By Vafa Ismayilova
Human Rights Commissioner Sabina Aliyeva has visited the Armenian armed group members detained on Azerbaijani territory after the signing of the Karabakh peace deal in autumn 2020, the ombudsman office reported on May 20.
The report said that during the next unnoticed monitoring of the Justice Ministry's Justice Penitentiary Service, in compliance with the National Preventive Mechanism mandate, Sabina Aliyeva once again visited the members of the armed group.
The members of the armed group were settled by Armenia in the liberated areas of Azerbaijan, but detained as a part of the counter-measures for criminal acts threatening the lives and health of our civilians and military servicemen and handed over for the investigation being accused of committing terror acts, the report added.
To recap, the aforesaid people were detained as part of measures to counter their criminal and terror acts that killed four Azerbaijani servicemen and severely injured one civilian on Azerbaijani territory on 12-13 December 2020, a month after all hostilities ceased after the joint statement (Karabakh peace deal) signed by the Azerbaijani, Russian and Armenian leaders on November 10.
"During the tete-a-tete meeting with those persons, the ombudsman investigated the situation of ensuring their rights. The accused persons expressed their satisfaction with their detention conditions, nutrition, healthcare service, and treatment," the report added.
The ombudsman privately listened to all detainees, presented them legislative acts in their own language, and explained their rights.
The rights commissioner's ad-hoc report based on the outcomes of this monitoring was submitted to relevant international human rights organizations, the report said.
On May 19, Azerbaijani Foreign Ministry Spokesperson Leyla Abdullayeva reiterated that "as agreed in the tripartite statement, and consistent with its obligations under international humanitarian law, Azerbaijan has released and repatriated all Armenians in its custody who were entitled to prisoner-of-war status".
In early May, showing goodwill, Azerbaijan set free three Armenian servicemen, who were disarmed in the Nagorno-Karabakh region after the signing of the Karabakh peace deal.

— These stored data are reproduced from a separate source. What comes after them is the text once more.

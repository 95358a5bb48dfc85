use tsgroup::{DataTypeKey, GroupDefinition, MemberType, TsId};

fn main() {
    tracing_subscriber::fmt()
        .with_env_filter(
            tracing_subscriber::EnvFilter::try_from_default_env()
                .unwrap_or_else(|_| tracing_subscriber::EnvFilter::new("debug")),
        )
        .init();

    // Instantaneous stage at every AB* site, any sub-location
    let rules = GroupDefinition::new("AB Stage")
        .with_member(MemberType::BaseLocation, "AB*")
        .with_data_type(DataTypeKey(44), "Stage")
        .with_member(MemberType::ParamType, "Inst")
        .compile();

    println!("{rules}");

    for path in [
        "ABC.Stage.Inst.1Hour.0.raw",
        "ABQ-Pool.stage.Inst.15Minutes.0.rev",
        "XYZ-ABC.Stage.Inst.1Hour.0.raw",
        "ABC.Stage.Ave.1Day.1Day.raw",
        "ABC",
    ] {
        let report = rules.matches_detailed(&TsId::from_path(path));
        println!("{path}: {report}");
    }
}
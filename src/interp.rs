//! Validated interpolation/clamp surface.
//!
//! Every function here takes `impl Into<Value>` operands, rejects anything
//! non-numeric with `Error::InvalidArgument`, and delegates the arithmetic
//! to the `unchecked` core. Clamping is always the asymmetric composition
//! `max(min(x, hi), lo)`: with inverted bounds the high bound wins, which
//! is part of the contract (`f64::clamp` would panic there).

use crate::error::{Error, INVERTED_BOUNDS, NOT_A_NUMBER};
use crate::value::Value;

/// Raw `f64` helpers, no validation. For callers that already hold numbers.
pub mod unchecked {
    /// Linear interpolation: `min + (max - min) * t`. Unbounded in `t`.
    #[inline]
    pub fn lerp(min: f64, max: f64, t: f64) -> f64 {
        min + (max - min) * t
    }

    /// Interpolation fraction of `value` in `[min, max]`. No guard on
    /// `max == min`; the division yields ±inf or NaN.
    #[inline]
    pub fn inverse_lerp(min: f64, max: f64, value: f64) -> f64 {
        (value - min) / (max - min)
    }

    /// Asymmetric clamp: `max(min(value, hi), lo)`. With `lo > hi` the
    /// result lands on `lo` for any input; preserve the composition order.
    #[inline]
    pub fn clamp(lo: f64, hi: f64, value: f64) -> f64 {
        value.min(hi).max(lo)
    }
}

/// True iff every value is numeric. The validation primitive; never errors.
pub fn all_numbers(values: &[Value]) -> bool {
    values.iter().all(Value::is_num)
}

fn require_numbers<const N: usize>(values: [Value; N]) -> Result<[f64; N], Error> {
    if !all_numbers(&values) {
        return Err(Error::InvalidArgument(NOT_A_NUMBER));
    }
    let mut nums = [0.0; N];
    for (slot, value) in nums.iter_mut().zip(&values) {
        *slot = value.as_num().ok_or(Error::InvalidArgument(NOT_A_NUMBER))?;
    }
    Ok(nums)
}

/// Bounds pre-check for the clamped variants. Only trips when both bounds
/// are numeric; otherwise the delegated numeric validation reports instead.
fn check_bounds(min: &Value, max: &Value) -> Result<(), Error> {
    if let (Some(lo), Some(hi)) = (min.as_num(), max.as_num()) {
        if lo > hi {
            return Err(Error::InvalidArgument(INVERTED_BOUNDS));
        }
    }
    Ok(())
}

/// Restrict `value` to `[min, max]` (asymmetric composition, see module doc).
pub fn clamp(
    min: impl Into<Value>,
    max: impl Into<Value>,
    value: impl Into<Value>,
) -> Result<f64, Error> {
    let [lo, hi, v] = require_numbers([min.into(), max.into(), value.into()])?;
    Ok(unchecked::clamp(lo, hi, v))
}

/// Linear interpolation; `t` outside `[0, 1]` extrapolates, and inverted
/// bounds simply reverse direction.
pub fn lerp(
    min: impl Into<Value>,
    max: impl Into<Value>,
    t: impl Into<Value>,
) -> Result<f64, Error> {
    let [lo, hi, t] = require_numbers([min.into(), max.into(), t.into()])?;
    Ok(unchecked::lerp(lo, hi, t))
}

/// Interpolate, then clamp into `[min, max]`. Requires ordered bounds; the
/// bounds check runs BEFORE the numeric validation inside `lerp`.
pub fn lerp_clamp(
    min: impl Into<Value>,
    max: impl Into<Value>,
    t: impl Into<Value>,
) -> Result<f64, Error> {
    let (min, max, t) = (min.into(), max.into(), t.into());
    check_bounds(&min, &max)?;
    let [lo, hi, t] = require_numbers([min, max, t])?;
    Ok(unchecked::clamp(lo, hi, unchecked::lerp(lo, hi, t)))
}

/// Recover the interpolation fraction of `value` between `min` and `max`.
pub fn inverse_lerp(
    min: impl Into<Value>,
    max: impl Into<Value>,
    value: impl Into<Value>,
) -> Result<f64, Error> {
    let [lo, hi, v] = require_numbers([min.into(), max.into(), value.into()])?;
    Ok(unchecked::inverse_lerp(lo, hi, v))
}

/// Inverse-lerp clamped into `[0, 1]`. Requires ordered bounds, checked
/// before the numeric validation inside `inverse_lerp`.
pub fn inverse_lerp_clamp(
    min: impl Into<Value>,
    max: impl Into<Value>,
    value: impl Into<Value>,
) -> Result<f64, Error> {
    let (min, max, value) = (min.into(), max.into(), value.into());
    check_bounds(&min, &max)?;
    let [lo, hi, v] = require_numbers([min, max, value])?;
    Ok(unchecked::clamp(0.0, 1.0, unchecked::inverse_lerp(lo, hi, v)))
}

Earlier, Azerbaijan handed over more than 70 prisoners of war to Armenia, and Armenia returned 14 prisoners of war.
It should be noted that Armenia has failed to provide any information about more than 4,000 Azerbaijani citizens who went missing during the first Nagorno-Karabakh war in the early 1990s. Most of them were killed and buried in mass graves. One of these burials was found in Bashlibel village of Kalbajar region. At the same time, Armenia does not provide information about the Azerbaijani citizens who were in captivity during the first Nagorno-Karabakh war.

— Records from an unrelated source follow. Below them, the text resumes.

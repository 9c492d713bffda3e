//! Seeded end-to-end demo: a cat forages across a few areas, swallows what
//! it finds, and digests in strict FIFO order.
//!
//! Run with: cargo run --example forage

use bevy_prng::WyRand;
use forager::interp;
use forager::{Animal, Area};
use rand_core::{RngCore, SeedableRng};

fn main() {
    let mut rng = WyRand::from_seed(42u64.to_le_bytes());

    let mut jimbo = Animal::new(
        "Jimbo",
        "Cat",
        vec!["meat".into(), "cheese".into(), "grass".into()],
    );

    let areas = [
        area("meadow", &["grass", "trees", "grass"]),
        area("pantry", &["cheese", "baked beans", "meat"]),
        area("quarry", &["rocks", "gravel"]),
    ];

    const STOMACH_CAP: f64 = 6.0;
    let mut swallowed = 0.0;

    for turn in 0..5 {
        let pick = (rng.next_u64() % areas.len() as u64) as usize;
        let patch = &areas[pick];

        let found = match jimbo.find_food(patch) {
            Ok(found) => found,
            Err(err) => {
                println!("turn {turn}: {err}");
                continue;
            }
        };

        let terrain = patch.terrain.as_deref().unwrap_or("?");
        println!("turn {turn}: {} scours the {terrain}, finds {found:?}", jimbo.name());
        for item in found {
            jimbo.eat_food(item);
            swallowed += 1.0;
        }

        let fullness = interp::inverse_lerp_clamp(0.0, STOMACH_CAP, swallowed)
            .expect("numeric operands");
        println!("         fullness {:.0}%", fullness * 100.0);
    }

    print!("digesting:");
    while let Some(item) = jimbo.plop() {
        print!(" {item}");
    }
    println!();
}

fn area(terrain: &str, items: &[&str]) -> Area {
    Area {
        terrain: Some(terrain.to_string()),
        safe: true,
        items: Some(items.iter().map(|s| s.to_string()).collect()),
    }
}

Armenia has also failed to provide Azerbaijan the maps of minefields in the Nagorno-Karabakh region that has resulted in the killing of dozens of civilians and military personnel.

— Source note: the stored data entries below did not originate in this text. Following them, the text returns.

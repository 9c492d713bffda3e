// tests/animal.rs
#![cfg(feature = "entity")]

use forager::{Animal, Area, Error};

fn cat() -> Animal {
    Animal::new(
        "Jimbo",
        "Cat",
        vec![
            "meat".into(),
            "cheese".into(),
            "grass".into(),
            "baked beans".into(),
            "doughnuts".into(),
        ],
    )
}

fn area_with(items: &[&str]) -> Area {
    Area {
        terrain: Some("grass".into()),
        safe: true,
        items: Some(items.iter().map(|s| s.to_string()).collect()),
    }
}

/* ──────────────────────────────────────────────────────────────────────────
1) Identity and preferences
────────────────────────────────────────────────────────────────────────── */

#[test]
fn identity_is_fixed_and_preferences_are_owner_mutable() {
    let mut jimbo = cat();
    assert_eq!(jimbo.name(), "Jimbo");
    assert_eq!(jimbo.kind(), "Cat");
    assert_eq!(jimbo.preferred_foods.len(), 5);

    jimbo.preferred_foods.push("tuna".into());
    assert!(jimbo.preferred_foods.contains(&"tuna".to_string()));
}

/* ──────────────────────────────────────────────────────────────────────────
2) find_food — filter by preference, order preserved, missing field raises
────────────────────────────────────────────────────────────────────────── */

#[test]
fn find_food_returns_preferred_items_in_area_order() {
    let jimbo = cat();
    assert_eq!(
        jimbo.find_food(&area_with(&["grass", "baked beans", "trees"])),
        Ok(vec!["grass".to_string(), "baked beans".to_string()])
    );
    assert_eq!(jimbo.find_food(&area_with(&["grass", "trees"])), Ok(vec!["grass".to_string()]));
}

#[test]
fn find_food_keeps_duplicates() {
    let jimbo = cat();
    assert_eq!(
        jimbo.find_food(&area_with(&["grass", "rocks", "grass"])),
        Ok(vec!["grass".to_string(), "grass".to_string()])
    );
}

#[test]
fn find_food_returns_empty_vec_when_nothing_matches() {
    let jimbo = cat();
    assert_eq!(jimbo.find_food(&area_with(&["trees", "rocks"])), Ok(vec![]));
    assert_eq!(jimbo.find_food(&area_with(&[])), Ok(vec![]));
}

#[test]
fn find_food_raises_on_area_without_items() {
    let jimbo = cat();
    let bare = Area {
        terrain: Some("grass".into()),
        safe: true,
        items: None,
    };
    assert_eq!(jimbo.find_food(&bare), Err(Error::MissingField("items")));
}

#[test]
fn area_deserialized_without_items_field_still_raises() {
    // The shape contract: external callers may hand over records with no
    // `items` at all.
    let bare: Area = serde_json::from_str(r#"{"terrain": "grass", "safe": true}"#)
        .expect("area without items is a valid record");
    assert!(bare.items.is_none());
    assert_eq!(cat().find_food(&bare), Err(Error::MissingField("items")));
}

/* ──────────────────────────────────────────────────────────────────────────
3) eat_food / plop — strict FIFO with a None sentinel
────────────────────────────────────────────────────────────────────────── */

#[test]
fn digestion_is_first_in_first_out() {
    let mut jimbo = cat();
    jimbo.eat_food("grass");
    jimbo.eat_food("tree");
    assert_eq!(jimbo.plop(), Some("grass".to_string()));
    assert_eq!(jimbo.plop(), Some("tree".to_string()));
    assert_eq!(jimbo.plop(), None);
}

#[test]
fn eat_food_accepts_non_preferred_items() {
    let mut jimbo = cat();
    jimbo.eat_food("rocks");
    assert_eq!(jimbo.plop(), Some("rocks".to_string()));
}

#[test]
fn plop_on_empty_stomach_is_idempotent() {
    let mut jimbo = cat();
    for _ in 0..3 {
        assert_eq!(jimbo.plop(), None, "empty stomach must keep returning None");
    }
}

On November 10, Baku and Yerevan signed a Moscow-brokered deal that brought an end to 44 days of fighting between Armenia and Azerbaijan. The Azerbaijani army declared a victory against the Armenian troops. The signed agreement obliged Armenia to withdraw its troops from the Azerbaijani lands that it has occupied since the early 1990s.
Before the signing of the deal, the Azerbaijani Army had liberated around 300 villages, settlements, city centres and historic Shusha city.
On January 11, the Azerbaijani, Russian and Armenian leaders signed the second statement since the end of the 44-day war. The newly-signed statement is set to implement clause 9 of the November 2020 statement related to the unblocking of all economic and transport communications in the region.